12. The Indian Telecom Services Association filed O.A. No. 1963 of 2005 before the Principal Bench of the Central Administrative Tribunal at New Delhi, long after O.A. Nos. 330 and 358 of 2005 were filed, by the petitioners herein, before the Central Administrative Tribunal, Hyderabad bench. Along with several transferred O.As, O.A. No. 1963 of 2005 was also heard and the Central Administrative Tribunal, Principal Bench, New Delhi, in its order dated 31-10-2005, expressed its anguish about the manner in which the ITS association, and its individual members, had filed series of petitions on the same subject before various benches of the Tribunal and different High Courts in the country. The Tribunal noted the submissions of the learned Additional Solicitor General that the applicants had filed nine cases before different High Courts and 37 cases before various benches of the Tribunal and that the applicants had abused the process of law and had resorted to bench hunting on the same issue. The Tribunal also took note of the submissions that the alleged misdemeanor of the applicants and their conduct disentitled them to the relief claimed in the O.As. The Tribunal, in its order dated 31-10-2005, observed:

In majority of OAs under consideration here the ITS Association or its members have filed series of petitions/applications before various High courts and different Benches of this Tribunal on the same cause of action. This indeed is a flagrant abuse of the process of law and casts a serious doubt on intellectual integrity of the concerned Association or its members. We cannot approve such a tendency on their part. Basically, following the settled law on this aspect, their O.As could have been dismissed outrightly. However, instead of taking a technical view of the matter, we have considered them on merits

13. The O.As were all disposed of directing the Secretary, Department of Telecommunications, New Delhi to extend the date of submissions of options upto 30th November 2005, and that, thereafter, the respondents were at liberty to take an appropriate decision on such options within a reasonable period of three months.

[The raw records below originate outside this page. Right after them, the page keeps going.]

//! Reserveless-family logic: owner mint, holder burn, optional cap

use super::{abi, emit_transfer, AssetLogic, AssetProfile, AssetState, Frame};
use crate::error::{LedgerError, LedgerResult};
use crate::ledger::Ledger;
use ethereum_types::{Address, U256};
use launch_types::Family;
use tracing::info;

#[derive(Debug, Clone, Copy)]
pub struct PlainToken {
    version: u32,
}

impl Default for PlainToken {
    fn default() -> Self {
        Self::new()
    }
}

impl PlainToken {
    pub fn new() -> Self {
        Self::with_version(1)
    }

    pub fn with_version(version: u32) -> Self {
        Self { version }
    }
}

impl AssetLogic for PlainToken {
    fn family(&self) -> Family {
        Family::Reserveless
    }

    fn version(&self) -> u32 {
        self.version
    }

    fn initialize(&self, ledger: &mut Ledger, frame: Frame, data: &[u8]) -> LedgerResult<()> {
        let (params, owner) = abi::decode_reserveless_init(data)?;
        params.validate()?;

        let mut state = AssetState::new(
            params.name.clone(),
            params.symbol.clone(),
            params.identity.clone(),
            AssetProfile::Reserveless {
                owner,
                mintable: params.mintable,
                burnable: params.burnable,
                cap: params.cap,
            },
        );
        state.mint(owner, params.initial_mint)?;
        ledger.init_asset_state(frame.this, state)?;
        emit_transfer(ledger, frame.this, Address::zero(), owner, params.initial_mint);

        info!(
            "🪙 Initialized reserveless {} ({}) owned by {:?}",
            params.symbol, params.name, owner
        );
        Ok(())
    }

    fn mint(&self, ledger: &mut Ledger, frame: Frame, to: Address, amount: U256) -> LedgerResult<()> {
        if to.is_zero() {
            return Err(LedgerError::InvalidReceiver(to));
        }
        let state = ledger.asset_state_mut(frame.this)?;
        match state.profile {
            AssetProfile::Reserveless {
                owner,
                mintable,
                cap,
                ..
            } => {
                if !mintable {
                    return Err(LedgerError::Unsupported("mint"));
                }
                if frame.sender != owner {
                    return Err(LedgerError::Unauthorized(frame.sender));
                }
                let resulting = state.total_supply.saturating_add(amount);
                if !cap.is_zero() && resulting > cap {
                    return Err(LedgerError::CapExceeded { resulting, cap });
                }
            }
            AssetProfile::Reserved { .. } => return Err(LedgerError::Unsupported("mint")),
        }
        state.mint(to, amount)?;
        emit_transfer(ledger, frame.this, Address::zero(), to, amount);
        Ok(())
    }

    fn burn(&self, ledger: &mut Ledger, frame: Frame, amount: U256) -> LedgerResult<()> {
        let state = ledger.asset_state_mut(frame.this)?;
        match state.profile {
            AssetProfile::Reserveless { burnable: true, .. } => {}
            _ => return Err(LedgerError::Unsupported("burn")),
        }
        state.burn(frame.sender, amount)?;
        emit_transfer(ledger, frame.this, frame.sender, Address::zero(), amount);
        Ok(())
    }
}
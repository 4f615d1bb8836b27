//! Asset metadata supplied at creation time
//!
//! `TokenMetadata` describes a reserved (bonding-curve backed) asset and
//! `ReservelessParams` a plain supply-capped asset. Both are immutable once the
//! asset is deployed; after that the deployed instance owns them.

use crate::common::errors::ValidationError;
use crate::units;
use ethereum_types::{Address, U256};
use serde::{Deserialize, Serialize};

/// Upper bound of the reserve ratio (a percentage)
pub const MAX_RATIO: u8 = 100;

/// Implementation family of a deployed asset
#[derive(Debug, Clone, Copy, PartialEq, Eq, Hash, Serialize, Deserialize)]
pub enum Family {
    /// Bonding-curve assets backed by a native reserve
    Reserved,
    /// Plain assets with optional mint/burn and a supply cap
    Reserveless,
}

impl Family {
    pub fn label(&self) -> &'static str {
        match self {
            Family::Reserved => "reserved",
            Family::Reserveless => "reserveless",
        }
    }
}

/// Metadata of a reserved-family asset
#[derive(Debug, Clone, PartialEq, Eq, Serialize, Deserialize)]
pub struct TokenMetadata {
    /// Display name
    pub name: String,
    /// Logical ticker, globally unique across the reserved family
    pub symbol: String,
    /// Opaque descriptor (URI, content hash, ...)
    pub identity: String,
    /// Principal receiving the initial mint
    pub creator: Address,
    /// Collateral/reserve ratio in percent, 0..=100
    pub ratio: u8,
    /// Amount minted to the creator at deployment
    pub initial_mint: U256,
    /// Supply floor enforced on sells
    pub min_total_supply: U256,
    /// Supply ceiling enforced on buys
    pub max_total_supply: U256,
}

impl TokenMetadata {
    /// Ticker length in logical characters, not bytes
    pub fn symbol_length(&self) -> usize {
        self.symbol.chars().count()
    }

    pub fn validate(&self) -> Result<(), ValidationError> {
        if self.symbol.is_empty() {
            return Err(ValidationError::EmptySymbol);
        }
        if self.name.is_empty() {
            return Err(ValidationError::EmptyName);
        }
        if self.ratio > MAX_RATIO {
            return Err(ValidationError::RatioOutOfRange {
                ratio: self.ratio,
                max: MAX_RATIO,
            });
        }
        if self.initial_mint.is_zero() {
            return Err(ValidationError::ZeroInitialMint);
        }
        if self.max_total_supply > units::max_priceable() {
            return Err(ValidationError::SupplyUnpriceable {
                max: self.max_total_supply.to_string(),
                limit: units::max_priceable().to_string(),
            });
        }
        if self.min_total_supply > self.initial_mint || self.initial_mint > self.max_total_supply
        {
            return Err(ValidationError::SupplyBounds {
                min: self.min_total_supply.to_string(),
                initial: self.initial_mint.to_string(),
                max: self.max_total_supply.to_string(),
            });
        }
        Ok(())
    }
}

/// Creation parameters of a reserveless-family asset
#[derive(Debug, Clone, PartialEq, Eq, Serialize, Deserialize)]
pub struct ReservelessParams {
    pub name: String,
    pub symbol: String,
    pub mintable: bool,
    pub burnable: bool,
    pub initial_mint: U256,
    /// Supply cap, zero means uncapped
    pub cap: U256,
    pub identity: String,
}

impl ReservelessParams {
    pub fn validate(&self) -> Result<(), ValidationError> {
        if self.symbol.is_empty() {
            return Err(ValidationError::EmptySymbol);
        }
        if self.name.is_empty() {
            return Err(ValidationError::EmptyName);
        }
        if !self.cap.is_zero() && self.initial_mint > self.cap {
            return Err(ValidationError::CapExceeded {
                initial: self.initial_mint.to_string(),
                cap: self.cap.to_string(),
            });
        }
        Ok(())
    }
}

14. Even prior to final orders being passed, in O.A. Nos. 1963 of 2005 & batch, dated 31-10-2005, Transfer Petition (Civil) No(s)1028-1040 of 2005 were filed by the Union of India, and others including BSNL, before the Supreme Court under Article 139A of the Constitution of India seeking transfer of the writ petitions, then pending before the Delhi, Allahabad, Uttaranchal and Gauhati High Courts, to the Supreme Court. In the aforesaid transfer petitions it was stated that, in addition to the seven writ petitions filed in different High Courts, about 37 Original Applications were filed before various Benches of the Central Administrative Tribunal all over the country, by various individuals and/or Associations of Group A officers, seeking the same and/or substantially the same relief. The Supreme Court, in Transfer Petition (Civil) Nos. 1028 to 1040 of 2005, dated 25-11 -2005, passed the following order:

Issue notice.

We are making it clear that during the pendency of the application for transfer none of the proceedings are stayed

15. A similar challenge to the circular dated 24-03-2005, in W.P. No. 87 of 2005 before the Uttaranchal High Court, was rejected by the Division Bench of the Uttaranchal High Court in its order dated 22-11-2005. The Uttaranchal High Court held that since the issues raised were matters falling within the jurisdiction of the Administrative Tribunal, in view of the decision of the Apex Court in L. Chandra Kumar v. Union of India : [1997]228ITR725(SC) , it was not open for the petitioner to directly approach the High Court and that the writ petition filed directly was not maintainable. The Division bench also noted that the petitioners were all members of the Indian Telecom Service Association which had filed O.A. No. 1963 of 1995 (sic. 2005) before the Central Administrative Tribunal, Principal bench, New Delhi. The contention urged on behalf of the petitioners, that the Association was not a Registered Association, was negatived and the Division Bench held that the practice of the Association moving one forum and its individual members moving different forums in various parts of the country, raising identical issues and seeking identical reliefs, could not be encouraged. The Division Bench noted that the Tribunal had itself deprecated the conduct of the Association, and its members, in its order in O.A. No. 1963 of 2003 and, in such circumstances, declined to exercise its jurisdiction under Article 226 of the Constitution of India.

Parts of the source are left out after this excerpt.